Dataset entries:
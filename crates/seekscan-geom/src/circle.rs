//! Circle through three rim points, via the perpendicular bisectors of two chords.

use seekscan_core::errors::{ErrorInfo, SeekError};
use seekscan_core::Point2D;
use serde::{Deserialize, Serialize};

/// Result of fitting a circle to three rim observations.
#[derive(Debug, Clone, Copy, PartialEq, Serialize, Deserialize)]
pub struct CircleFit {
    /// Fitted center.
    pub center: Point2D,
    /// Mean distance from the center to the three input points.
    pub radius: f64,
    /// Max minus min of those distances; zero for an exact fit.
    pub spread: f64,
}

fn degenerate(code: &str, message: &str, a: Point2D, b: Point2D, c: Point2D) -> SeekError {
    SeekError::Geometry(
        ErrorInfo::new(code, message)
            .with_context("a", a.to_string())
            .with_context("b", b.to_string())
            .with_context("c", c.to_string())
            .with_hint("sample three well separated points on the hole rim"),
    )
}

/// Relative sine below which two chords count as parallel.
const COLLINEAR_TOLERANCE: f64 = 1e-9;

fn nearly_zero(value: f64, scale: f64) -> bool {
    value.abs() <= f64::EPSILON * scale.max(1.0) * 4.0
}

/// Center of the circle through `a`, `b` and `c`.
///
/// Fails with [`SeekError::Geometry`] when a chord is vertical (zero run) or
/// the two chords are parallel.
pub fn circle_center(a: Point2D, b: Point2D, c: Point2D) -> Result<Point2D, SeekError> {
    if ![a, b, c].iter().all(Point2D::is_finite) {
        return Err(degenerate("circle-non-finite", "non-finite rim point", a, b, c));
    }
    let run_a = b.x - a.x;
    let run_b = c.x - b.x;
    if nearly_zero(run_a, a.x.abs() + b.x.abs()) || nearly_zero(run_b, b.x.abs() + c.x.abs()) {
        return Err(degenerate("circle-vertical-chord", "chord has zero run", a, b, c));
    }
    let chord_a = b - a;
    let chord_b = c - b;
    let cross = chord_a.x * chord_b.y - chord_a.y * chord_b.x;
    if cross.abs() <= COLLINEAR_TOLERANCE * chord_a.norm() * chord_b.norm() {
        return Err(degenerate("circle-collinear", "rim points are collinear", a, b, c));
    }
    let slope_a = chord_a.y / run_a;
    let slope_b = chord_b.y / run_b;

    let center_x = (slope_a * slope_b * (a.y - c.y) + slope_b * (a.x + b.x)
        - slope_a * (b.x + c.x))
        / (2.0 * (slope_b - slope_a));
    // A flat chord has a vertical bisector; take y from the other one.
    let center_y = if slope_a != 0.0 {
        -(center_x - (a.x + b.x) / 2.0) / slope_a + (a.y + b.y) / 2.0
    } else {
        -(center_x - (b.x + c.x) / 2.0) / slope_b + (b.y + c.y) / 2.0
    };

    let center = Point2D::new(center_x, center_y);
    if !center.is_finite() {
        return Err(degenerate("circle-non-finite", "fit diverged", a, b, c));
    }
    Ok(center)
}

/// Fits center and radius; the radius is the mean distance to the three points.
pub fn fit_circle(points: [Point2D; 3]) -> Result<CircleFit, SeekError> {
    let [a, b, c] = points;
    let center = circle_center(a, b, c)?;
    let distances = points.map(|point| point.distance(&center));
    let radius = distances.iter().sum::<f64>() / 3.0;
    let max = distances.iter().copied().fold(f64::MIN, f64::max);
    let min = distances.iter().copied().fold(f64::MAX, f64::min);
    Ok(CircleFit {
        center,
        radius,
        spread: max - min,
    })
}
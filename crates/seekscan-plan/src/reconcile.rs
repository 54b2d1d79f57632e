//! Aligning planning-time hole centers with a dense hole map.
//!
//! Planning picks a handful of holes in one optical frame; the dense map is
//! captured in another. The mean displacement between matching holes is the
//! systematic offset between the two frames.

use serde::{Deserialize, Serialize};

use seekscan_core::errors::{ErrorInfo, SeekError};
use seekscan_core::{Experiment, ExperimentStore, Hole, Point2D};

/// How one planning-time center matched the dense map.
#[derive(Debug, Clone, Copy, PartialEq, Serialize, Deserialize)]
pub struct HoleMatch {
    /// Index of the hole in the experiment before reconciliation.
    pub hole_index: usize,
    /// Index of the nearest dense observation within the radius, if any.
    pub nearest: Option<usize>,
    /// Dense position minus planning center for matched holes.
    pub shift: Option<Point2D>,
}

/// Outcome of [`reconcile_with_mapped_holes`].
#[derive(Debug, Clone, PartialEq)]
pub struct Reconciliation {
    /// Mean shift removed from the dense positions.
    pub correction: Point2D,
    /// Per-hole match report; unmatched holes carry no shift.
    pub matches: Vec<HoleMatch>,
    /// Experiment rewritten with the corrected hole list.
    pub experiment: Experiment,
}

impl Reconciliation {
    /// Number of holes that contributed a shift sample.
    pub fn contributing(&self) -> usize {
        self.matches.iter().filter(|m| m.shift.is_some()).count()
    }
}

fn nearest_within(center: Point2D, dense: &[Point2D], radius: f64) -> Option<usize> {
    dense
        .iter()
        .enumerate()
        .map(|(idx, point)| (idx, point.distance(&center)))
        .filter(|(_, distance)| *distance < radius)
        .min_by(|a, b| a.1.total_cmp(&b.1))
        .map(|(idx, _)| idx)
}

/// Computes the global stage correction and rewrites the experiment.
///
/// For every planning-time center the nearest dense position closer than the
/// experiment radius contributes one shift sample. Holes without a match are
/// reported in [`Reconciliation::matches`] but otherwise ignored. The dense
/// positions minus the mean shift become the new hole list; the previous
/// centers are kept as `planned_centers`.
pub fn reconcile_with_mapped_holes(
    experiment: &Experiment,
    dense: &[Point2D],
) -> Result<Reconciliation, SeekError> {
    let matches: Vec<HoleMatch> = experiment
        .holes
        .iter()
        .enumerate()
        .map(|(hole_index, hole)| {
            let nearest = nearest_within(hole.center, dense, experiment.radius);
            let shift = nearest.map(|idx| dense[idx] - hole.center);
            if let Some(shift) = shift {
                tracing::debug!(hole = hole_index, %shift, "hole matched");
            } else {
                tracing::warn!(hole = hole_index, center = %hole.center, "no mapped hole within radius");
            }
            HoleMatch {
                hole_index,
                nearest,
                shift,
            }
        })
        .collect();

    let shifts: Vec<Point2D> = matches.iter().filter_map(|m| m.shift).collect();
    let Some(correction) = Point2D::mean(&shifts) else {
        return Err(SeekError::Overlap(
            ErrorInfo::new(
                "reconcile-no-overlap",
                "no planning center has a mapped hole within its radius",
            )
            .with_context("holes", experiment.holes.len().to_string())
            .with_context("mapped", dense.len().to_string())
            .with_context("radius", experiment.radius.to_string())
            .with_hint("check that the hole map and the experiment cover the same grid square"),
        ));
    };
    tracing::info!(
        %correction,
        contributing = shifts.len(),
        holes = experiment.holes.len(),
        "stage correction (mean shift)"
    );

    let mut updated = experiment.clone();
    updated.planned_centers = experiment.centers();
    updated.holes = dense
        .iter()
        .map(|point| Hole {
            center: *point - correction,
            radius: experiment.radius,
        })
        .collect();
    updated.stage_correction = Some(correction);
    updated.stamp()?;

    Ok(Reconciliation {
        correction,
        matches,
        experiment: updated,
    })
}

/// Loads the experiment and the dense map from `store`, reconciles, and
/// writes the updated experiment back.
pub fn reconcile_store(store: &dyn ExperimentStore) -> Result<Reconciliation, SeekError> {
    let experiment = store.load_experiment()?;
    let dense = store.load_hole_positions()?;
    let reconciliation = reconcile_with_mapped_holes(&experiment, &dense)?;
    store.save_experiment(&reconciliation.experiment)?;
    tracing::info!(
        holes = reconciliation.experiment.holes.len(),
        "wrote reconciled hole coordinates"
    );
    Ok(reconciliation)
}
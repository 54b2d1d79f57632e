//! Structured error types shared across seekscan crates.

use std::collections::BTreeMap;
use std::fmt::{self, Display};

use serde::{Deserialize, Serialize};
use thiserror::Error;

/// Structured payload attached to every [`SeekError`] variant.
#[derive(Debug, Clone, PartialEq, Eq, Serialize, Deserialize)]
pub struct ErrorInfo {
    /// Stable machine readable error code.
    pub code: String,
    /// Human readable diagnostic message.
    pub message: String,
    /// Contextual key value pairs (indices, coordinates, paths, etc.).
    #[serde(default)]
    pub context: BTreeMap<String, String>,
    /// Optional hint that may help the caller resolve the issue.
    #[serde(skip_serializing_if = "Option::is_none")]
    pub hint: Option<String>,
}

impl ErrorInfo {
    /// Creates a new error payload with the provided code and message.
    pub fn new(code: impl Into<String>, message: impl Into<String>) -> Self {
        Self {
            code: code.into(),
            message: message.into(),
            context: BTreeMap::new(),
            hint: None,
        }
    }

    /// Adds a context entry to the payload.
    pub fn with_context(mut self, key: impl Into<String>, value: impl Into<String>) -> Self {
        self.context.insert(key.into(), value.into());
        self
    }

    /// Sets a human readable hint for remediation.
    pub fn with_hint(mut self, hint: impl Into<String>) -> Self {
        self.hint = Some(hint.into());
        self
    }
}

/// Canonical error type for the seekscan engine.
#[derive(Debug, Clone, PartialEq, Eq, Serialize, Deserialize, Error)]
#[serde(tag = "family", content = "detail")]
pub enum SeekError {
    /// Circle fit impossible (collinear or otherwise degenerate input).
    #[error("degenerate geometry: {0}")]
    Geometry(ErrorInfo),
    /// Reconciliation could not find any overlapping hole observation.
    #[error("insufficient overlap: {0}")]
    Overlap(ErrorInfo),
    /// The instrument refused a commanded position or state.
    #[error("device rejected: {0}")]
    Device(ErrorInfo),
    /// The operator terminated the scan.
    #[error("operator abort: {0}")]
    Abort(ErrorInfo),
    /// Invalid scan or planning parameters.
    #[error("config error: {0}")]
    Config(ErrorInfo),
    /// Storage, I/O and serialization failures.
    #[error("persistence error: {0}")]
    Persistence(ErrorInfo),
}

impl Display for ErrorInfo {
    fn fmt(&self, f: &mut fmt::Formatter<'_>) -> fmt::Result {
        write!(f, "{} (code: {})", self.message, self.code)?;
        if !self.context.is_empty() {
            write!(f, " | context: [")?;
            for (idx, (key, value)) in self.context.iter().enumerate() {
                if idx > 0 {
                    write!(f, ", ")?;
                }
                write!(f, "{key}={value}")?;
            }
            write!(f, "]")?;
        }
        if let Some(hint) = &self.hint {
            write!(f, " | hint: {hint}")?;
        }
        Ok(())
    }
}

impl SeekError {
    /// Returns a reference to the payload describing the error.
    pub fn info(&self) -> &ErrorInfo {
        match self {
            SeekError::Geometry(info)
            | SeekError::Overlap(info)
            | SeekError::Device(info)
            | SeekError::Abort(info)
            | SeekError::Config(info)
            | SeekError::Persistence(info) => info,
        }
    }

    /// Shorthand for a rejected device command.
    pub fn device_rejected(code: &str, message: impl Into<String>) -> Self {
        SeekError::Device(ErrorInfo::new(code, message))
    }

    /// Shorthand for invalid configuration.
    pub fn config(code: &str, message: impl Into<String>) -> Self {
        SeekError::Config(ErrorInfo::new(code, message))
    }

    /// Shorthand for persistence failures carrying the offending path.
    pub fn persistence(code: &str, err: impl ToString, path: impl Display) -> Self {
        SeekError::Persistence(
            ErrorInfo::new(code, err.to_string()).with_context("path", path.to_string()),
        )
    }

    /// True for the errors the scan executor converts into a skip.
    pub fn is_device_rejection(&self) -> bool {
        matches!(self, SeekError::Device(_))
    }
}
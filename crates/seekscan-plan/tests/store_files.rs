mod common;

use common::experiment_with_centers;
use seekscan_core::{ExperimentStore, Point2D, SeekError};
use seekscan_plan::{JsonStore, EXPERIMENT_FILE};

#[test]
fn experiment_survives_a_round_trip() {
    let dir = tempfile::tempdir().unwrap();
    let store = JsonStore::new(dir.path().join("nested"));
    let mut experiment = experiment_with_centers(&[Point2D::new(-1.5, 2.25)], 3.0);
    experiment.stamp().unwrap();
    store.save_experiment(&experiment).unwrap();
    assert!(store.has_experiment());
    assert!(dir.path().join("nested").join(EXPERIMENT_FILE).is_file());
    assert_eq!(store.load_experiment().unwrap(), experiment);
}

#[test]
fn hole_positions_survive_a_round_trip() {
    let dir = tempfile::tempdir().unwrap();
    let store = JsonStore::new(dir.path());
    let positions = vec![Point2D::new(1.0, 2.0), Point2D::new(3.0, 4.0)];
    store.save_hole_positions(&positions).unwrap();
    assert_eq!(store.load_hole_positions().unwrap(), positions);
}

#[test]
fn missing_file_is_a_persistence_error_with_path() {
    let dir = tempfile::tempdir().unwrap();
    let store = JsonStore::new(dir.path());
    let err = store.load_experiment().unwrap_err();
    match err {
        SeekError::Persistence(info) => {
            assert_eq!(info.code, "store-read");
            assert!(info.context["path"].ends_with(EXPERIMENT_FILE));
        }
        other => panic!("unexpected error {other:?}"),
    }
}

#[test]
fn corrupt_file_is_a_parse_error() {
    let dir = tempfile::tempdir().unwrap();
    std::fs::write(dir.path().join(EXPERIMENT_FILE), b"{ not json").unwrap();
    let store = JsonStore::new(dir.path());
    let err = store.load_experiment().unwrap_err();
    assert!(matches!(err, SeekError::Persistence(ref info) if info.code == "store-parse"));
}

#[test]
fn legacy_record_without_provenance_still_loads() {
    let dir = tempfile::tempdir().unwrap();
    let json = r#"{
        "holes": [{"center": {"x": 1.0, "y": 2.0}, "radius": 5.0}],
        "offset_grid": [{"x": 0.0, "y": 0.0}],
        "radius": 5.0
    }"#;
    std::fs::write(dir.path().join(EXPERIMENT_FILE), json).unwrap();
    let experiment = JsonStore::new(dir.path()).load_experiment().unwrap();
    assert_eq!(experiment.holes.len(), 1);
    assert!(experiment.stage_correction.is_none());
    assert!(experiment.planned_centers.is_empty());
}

> **TRY IT**
Show every line above in which the word "else" occurs.

> **WRITTEN ANSWER**
    } else {
            } else {
    let Some(correction) = Point2D::mean(&shifts) else {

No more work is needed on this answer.